Frédéric Lewino entendait ainsi évoquer l’actualité de la Garde des Sceaux. Christiane Taubira est en effet dans la tourmente alors que la presse française a prouvé qu’elle était au courant des écoutes ordonnées à l’égard de l’ancien président français Nicolas Sarkozy, ce qu’elle avait auparavant plus ou moins démenti.

Le procureur général de Paris, François Faletti a ainsi confirmé un article du Canard enchaîné selon lequel Christiane Taubira disposait dès le 26 février d’informations sur les écoutes de l’ancien chef de l’État. "On informe sur l’existence d’une information qu’on ouvre, sur les qualifications et un certain nombre d’éléments qui permettent de comprendre quelle est l’origine de l’information et quelles sont les perspectives", a précisé le magistrat à la radio RTL.

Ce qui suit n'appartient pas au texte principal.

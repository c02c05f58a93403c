//! Geovault DB - Storage layer
//!
//! SQLx-based persistence for users and the resources they own, plus the
//! versioned schema migrations that create those tables.
//!
//! # Example
//!
//! ```rust,ignore
//! use geovault_db::{create_pool, Migrator, Repositories, Target};
//!
//! let pool = create_pool("postgres://localhost/geovault").await?;
//! Migrator::new()?.upgrade(&pool, Target::Head).await?;
//!
//! let repos = Repositories::new(pool);
//! let user = repos.users.find_by_email("user@example.com").await?;
//! ```

pub mod error;
pub mod migrate;
pub mod models;
pub mod pg;
pub mod pool;
pub mod repo;

pub use error::{ConstraintKind, ConstraintViolation, DbError, DbResult};
pub use migrate::{Dialect, Migration, MigrationChain, MigrationError, Migrator, SchemaExecutor, Target};
pub use models::*;
pub use pg::Repositories;
pub use pool::{create_pool, create_pool_with_options, DbPool, PoolOptions};
pub use repo::*;
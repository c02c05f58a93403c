//! Geometry descriptors

use serde::{Deserialize, Serialize};
use std::collections::BTreeMap;

use crate::GeovaultError;

/// Axis-aligned WGS84 bounding box of a dataset (`datasets.bbox_json`)
#[derive(Debug, Clone, Copy, PartialEq, Serialize, Deserialize)]
pub struct BoundingBox {
    pub min_lon: f64,
    pub min_lat: f64,
    pub max_lon: f64,
    pub max_lat: f64,
}

impl BoundingBox {
    /// Smallest box containing every `(lat, lon)` point, `None` for no points
    pub fn from_points(points: impl IntoIterator<Item = (f64, f64)>) -> Option<Self> {
        points.into_iter().fold(None, |acc, (lat, lon)| {
            Some(match acc {
                None => Self {
                    min_lon: lon,
                    min_lat: lat,
                    max_lon: lon,
                    max_lat: lat,
                },
                Some(b) => Self {
                    min_lon: b.min_lon.min(lon),
                    min_lat: b.min_lat.min(lat),
                    max_lon: b.max_lon.max(lon),
                    max_lat: b.max_lat.max(lat),
                },
            })
        })
    }

    /// Check whether the point lies inside the box (edges inclusive)
    pub fn contains(&self, lat: f64, lon: f64) -> bool {
        (self.min_lat..=self.max_lat).contains(&lat) && (self.min_lon..=self.max_lon).contains(&lon)
    }
}

/// Validate a WGS84 coordinate pair
pub fn validate_coordinate(lat: f64, lon: f64) -> Result<(), GeovaultError> {
    if (-90.0..=90.0).contains(&lat) && (-180.0..=180.0).contains(&lon) {
        Ok(())
    } else {
        Err(GeovaultError::InvalidCoordinate { lat, lon })
    }
}

/// Free-form key/value labels attached to a place (OSM-style `amenity`, `cuisine`, ...).
///
/// Ordering carries no meaning; keys are kept sorted so the stored JSON is stable.
#[derive(Debug, Clone, Default, PartialEq, Eq, Serialize, Deserialize)]
#[serde(transparent)]
pub struct PlaceTags(pub BTreeMap<String, String>);

impl PlaceTags {
    pub fn new() -> Self {
        Self::default()
    }

    /// Add a tag, replacing any previous value for the key
    pub fn with(mut self, key: impl Into<String>, value: impl Into<String>) -> Self {
        self.0.insert(key.into(), value.into());
        self
    }

    pub fn get(&self, key: &str) -> Option<&str> {
        self.0.get(key).map(String::as_str)
    }

    pub fn is_empty(&self) -> bool {
        self.0.is_empty()
    }
}

impl FromIterator<(String, String)> for PlaceTags {
    fn from_iter<I: IntoIterator<Item = (String, String)>>(iter: I) -> Self {
        Self(iter.into_iter().collect())
    }
}
/// Errors raised while building or evaluating a [`QNetwork`](crate::networks::QNetwork).
#[derive(Debug, thiserror::Error)]
pub enum ModelError {
    #[error("{field} must be >= 1, got {value}")]
    Construction { field: &'static str, value: usize },

    #[error("expected last dimension {expected}, got input of shape {shape:?}")]
    ShapeMismatch { expected: i64, shape: Vec<i64> },

    #[error("tensor error: {0}")]
    Tensor(#[from] tch::TchError),
}
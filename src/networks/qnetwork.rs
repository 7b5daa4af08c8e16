use tch::{Device, Kind, Tensor, nn, nn::Module};

use crate::config::QNetworkConfig;
use crate::error::ModelError;
use crate::init::ParamInit;
use crate::networks::layer::{Activation, Layer};
use crate::utils::ToTensor;

/// A weight or bias tensor of the network, sharing storage with the model.
#[derive(Debug)]
pub struct Parameter {
    pub name: String,
    pub shape: Vec<i64>,
    pub tensor: Tensor,
}

/// Action-value network: `state -> fc1 -> relu -> fc2 -> relu -> fc3 -> q-values`.
///
/// Parameters live in the network's own [`nn::VarStore`] and are only ever
/// changed by external code (an optimizer built over [`QNetwork::var_store`],
/// or in-place updates through [`QNetwork::parameters`]).
pub struct QNetwork {
    layers: Vec<Layer>,
    var_store: nn::VarStore,
    state_size: usize,
    action_size: usize,
    seed: u64,
    config: QNetworkConfig,
}

impl QNetwork {
    /// Builds a network with two hidden layers of 64 units.
    pub fn new(state_size: usize, action_size: usize, seed: u64) -> Result<Self, ModelError> {
        Self::with_config(state_size, action_size, seed, &QNetworkConfig::default())
    }

    pub fn with_config(
        state_size: usize,
        action_size: usize,
        seed: u64,
        config: &QNetworkConfig,
    ) -> Result<Self, ModelError> {
        let state_dim = dimension("state_size", state_size)?;
        let action_dim = dimension("action_size", action_size)?;
        config.validate()?;
        let widths = [
            state_dim,
            dimension("fc1_units", config.fc1_units)?,
            dimension("fc2_units", config.fc2_units)?,
            action_dim,
        ];

        let var_store = nn::VarStore::new(Device::Cpu);
        let mut init = ParamInit::new(seed);
        let mut layers = Vec::with_capacity(2 * widths.len() - 3);
        for (i, pair) in widths.windows(2).enumerate() {
            if i > 0 {
                layers.push(Layer::Activation(Activation::Relu));
            }
            let name = format!("fc{}", i + 1);
            let linear = init.linear(&(&var_store.root() / name.as_str()), pair[0], pair[1]);
            layers.push(Layer::Linear { name, linear });
        }

        tracing::debug!(
            state_size,
            action_size,
            seed,
            fc1_units = config.fc1_units,
            fc2_units = config.fc2_units,
            "built q-network"
        );

        Ok(QNetwork {
            layers,
            var_store,
            state_size,
            action_size,
            seed,
            config: config.clone(),
        })
    }

    /// Maps `[.., state_size]` to `[.., action_size]`, keeping leading dimensions.
    pub fn forward(&self, xs: &Tensor) -> Result<Tensor, ModelError> {
        let xs = self.check_input(xs)?;
        Ok(self
            .layers
            .iter()
            .fold(xs, |hidden, layer| layer.forward(&hidden)))
    }

    /// Output of every layer in the stack, in order. The last entry is the
    /// same tensor [`QNetwork::forward`] returns.
    pub fn forward_trace(&self, xs: &Tensor) -> Result<Vec<Tensor>, ModelError> {
        let mut hidden = self.check_input(xs)?;
        let mut trace = Vec::with_capacity(self.layers.len());
        for layer in &self.layers {
            hidden = layer.forward(&hidden);
            trace.push(hidden.shallow_clone());
        }
        Ok(trace)
    }

    /// Q-values for a single state.
    pub fn action_values(&self, state: &[f32]) -> Result<Vec<f32>, ModelError> {
        let _guard = tch::no_grad_guard();
        let q_values = self.forward(&state.to_tensor())?;
        Ok(Vec::<f32>::try_from(&q_values)?)
    }

    /// Q-values for each state of a batch, in batch order.
    pub fn batch_action_values(&self, states: &[Vec<f32>]) -> Result<Vec<Vec<f32>>, ModelError> {
        if states.is_empty() {
            return Ok(Vec::new());
        }
        if let Some(row) = states.iter().find(|s| s.len() != self.state_size) {
            return Err(self.mismatch(vec![states.len() as i64, row.len() as i64]));
        }

        let flat: Vec<f32> = states.iter().flatten().copied().collect();
        let batch = Tensor::from_slice(&flat).reshape([states.len() as i64, self.state_size as i64]);

        let _guard = tch::no_grad_guard();
        let q_values = self.forward(&batch)?.flatten(0, -1);
        let flat = Vec::<f32>::try_from(&q_values)?;
        Ok(flat.chunks(self.action_size).map(<[f32]>::to_vec).collect())
    }

    /// Weights and biases in layer order (`fc1.weight`, `fc1.bias`, ..., `fc3.bias`).
    pub fn parameters(&self) -> Vec<Parameter> {
        let mut params = Vec::with_capacity(6);
        for layer in &self.layers {
            if let Layer::Linear { name, linear } = layer {
                params.push(Parameter {
                    name: format!("{name}.weight"),
                    shape: linear.ws.size(),
                    tensor: linear.ws.shallow_clone(),
                });
                if let Some(bs) = &linear.bs {
                    params.push(Parameter {
                        name: format!("{name}.bias"),
                        shape: bs.size(),
                        tensor: bs.shallow_clone(),
                    });
                }
            }
        }
        params
    }

    pub fn layers(&self) -> &[Layer] {
        &self.layers
    }

    pub fn var_store(&self) -> &nn::VarStore {
        &self.var_store
    }

    pub fn var_store_mut(&mut self) -> &mut nn::VarStore {
        &mut self.var_store
    }

    pub fn device(&self) -> Device {
        self.var_store.device()
    }

    pub fn state_size(&self) -> usize {
        self.state_size
    }

    pub fn action_size(&self) -> usize {
        self.action_size
    }

    pub fn seed(&self) -> u64 {
        self.seed
    }

    pub fn config(&self) -> &QNetworkConfig {
        &self.config
    }

    fn check_input(&self, xs: &Tensor) -> Result<Tensor, ModelError> {
        let shape = xs.size();
        if shape.last() != Some(&(self.state_size as i64)) {
            return Err(self.mismatch(shape));
        }
        if xs.kind() == Kind::Float {
            Ok(xs.shallow_clone())
        } else {
            Ok(xs.to_kind(Kind::Float))
        }
    }

    fn mismatch(&self, shape: Vec<i64>) -> ModelError {
        tracing::debug!(expected = self.state_size, ?shape, "rejected q-network input");
        ModelError::ShapeMismatch {
            expected: self.state_size as i64,
            shape,
        }
    }
}

impl std::fmt::Debug for QNetwork {
    fn fmt(&self, f: &mut std::fmt::Formatter<'_>) -> std::fmt::Result {
        f.debug_struct("QNetwork")
            .field("state_size", &self.state_size)
            .field("action_size", &self.action_size)
            .field("seed", &self.seed)
            .field("config", &self.config)
            .finish_non_exhaustive()
    }
}

fn dimension(field: &'static str, value: usize) -> Result<i64, ModelError> {
    match i64::try_from(value) {
        Ok(dim) if dim >= 1 => Ok(dim),
        _ => Err(ModelError::Construction { field, value }),
    }
}

#[cfg(test)]
mod tests {
    use super::*;

    #[test]
    fn test_rejects_zero_sizes() {
        for (state_size, action_size, field) in [(0, 4, "state_size"), (8, 0, "action_size")] {
            match QNetwork::new(state_size, action_size, 0) {
                Err(ModelError::Construction { field: f, value }) => {
                    assert_eq!(f, field);
                    assert_eq!(value, 0);
                }
                other => panic!("expected construction error, got {other:?}"),
            }
        }
    }

    #[test]
    fn test_rejects_zero_hidden_width() {
        let config = QNetworkConfig {
            fc1_units: 0,
            fc2_units: 64,
        };
        assert!(matches!(
            QNetwork::with_config(8, 4, 0, &config),
            Err(ModelError::Construction {
                field: "fc1_units",
                ..
            })
        ));
    }

    #[test]
    fn test_layer_stack_alternates_linear_and_relu() {
        let net = QNetwork::new(8, 4, 0).unwrap();
        let layers = net.layers();
        assert_eq!(layers.len(), 5);
        assert_eq!(layers[0].features(), Some((8, 64)));
        assert!(matches!(layers[1], Layer::Activation(Activation::Relu)));
        assert_eq!(layers[2].features(), Some((64, 64)));
        assert!(matches!(layers[3], Layer::Activation(Activation::Relu)));
        assert_eq!(layers[4].features(), Some((64, 4)));
    }

    #[test]
    fn test_parameters_are_ordered_and_shaped() {
        let net = QNetwork::new(8, 4, 0).unwrap();
        let params = net.parameters();
        let names: Vec<&str> = params.iter().map(|p| p.name.as_str()).collect();
        assert_eq!(
            names,
            [
                "fc1.weight",
                "fc1.bias",
                "fc2.weight",
                "fc2.bias",
                "fc3.weight",
                "fc3.bias"
            ]
        );
        let shapes: Vec<Vec<i64>> = params.iter().map(|p| p.shape.clone()).collect();
        assert_eq!(
            shapes,
            vec![
                vec![64, 8],
                vec![64],
                vec![64, 64],
                vec![64],
                vec![4, 64],
                vec![4]
            ]
        );
    }

    #[test]
    fn test_var_store_holds_every_parameter() {
        let net = QNetwork::new(3, 2, 11).unwrap();
        let vars = net.var_store().variables();
        assert_eq!(vars.len(), 6);
        for param in net.parameters() {
            assert!(vars[&param.name].equal(&param.tensor));
        }
        assert_eq!(net.var_store().trainable_variables().len(), 6);
    }

    #[test]
    fn test_accessors() {
        let net = QNetwork::new(8, 4, 123).unwrap();
        assert_eq!(net.state_size(), 8);
        assert_eq!(net.action_size(), 4);
        assert_eq!(net.seed(), 123);
        assert_eq!(net.config(), &QNetworkConfig::default());
        assert_eq!(net.device(), Device::Cpu);
    }

    #[test]
    fn test_integer_input_is_promoted() {
        let net = QNetwork::new(2, 3, 0).unwrap();
        let xs = Tensor::from_slice(&[1i64, 2]);
        let q_values = net.forward(&xs).unwrap();
        assert_eq!(q_values.size(), vec![3]);
        assert_eq!(q_values.kind(), Kind::Float);
    }
}
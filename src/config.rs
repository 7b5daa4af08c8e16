use crate::error::ModelError;

pub const DEFAULT_HIDDEN_UNITS: usize = 64;

/// Hidden layer widths of the action-value network.
#[derive(Debug, Clone, PartialEq, Eq, serde::Serialize, serde::Deserialize)]
#[serde(default)]
pub struct QNetworkConfig {
    /// Width of the first hidden layer.
    pub fc1_units: usize,
    /// Width of the second hidden layer.
    pub fc2_units: usize,
}

impl Default for QNetworkConfig {
    fn default() -> Self {
        QNetworkConfig {
            fc1_units: DEFAULT_HIDDEN_UNITS,
            fc2_units: DEFAULT_HIDDEN_UNITS,
        }
    }
}

impl QNetworkConfig {
    pub fn validate(&self) -> Result<(), ModelError> {
        if self.fc1_units == 0 {
            return Err(ModelError::Construction {
                field: "fc1_units",
                value: self.fc1_units,
            });
        }
        if self.fc2_units == 0 {
            return Err(ModelError::Construction {
                field: "fc2_units",
                value: self.fc2_units,
            });
        }
        Ok(())
    }
}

La ministre de la Justice a fini par confirmer l’information en ajoutant en revanche qu’en dehors de ces éléments de contexte, elle n’était pas au courant du contenu précis des écoutes. Cela n’a cependant pas empêché ses adversaires politiques, notamment à l’UMP, à qui les informations judiciaires en cours autour de Nicolas Sarkozy donnent des sueurs froides, de réclamer sa démission.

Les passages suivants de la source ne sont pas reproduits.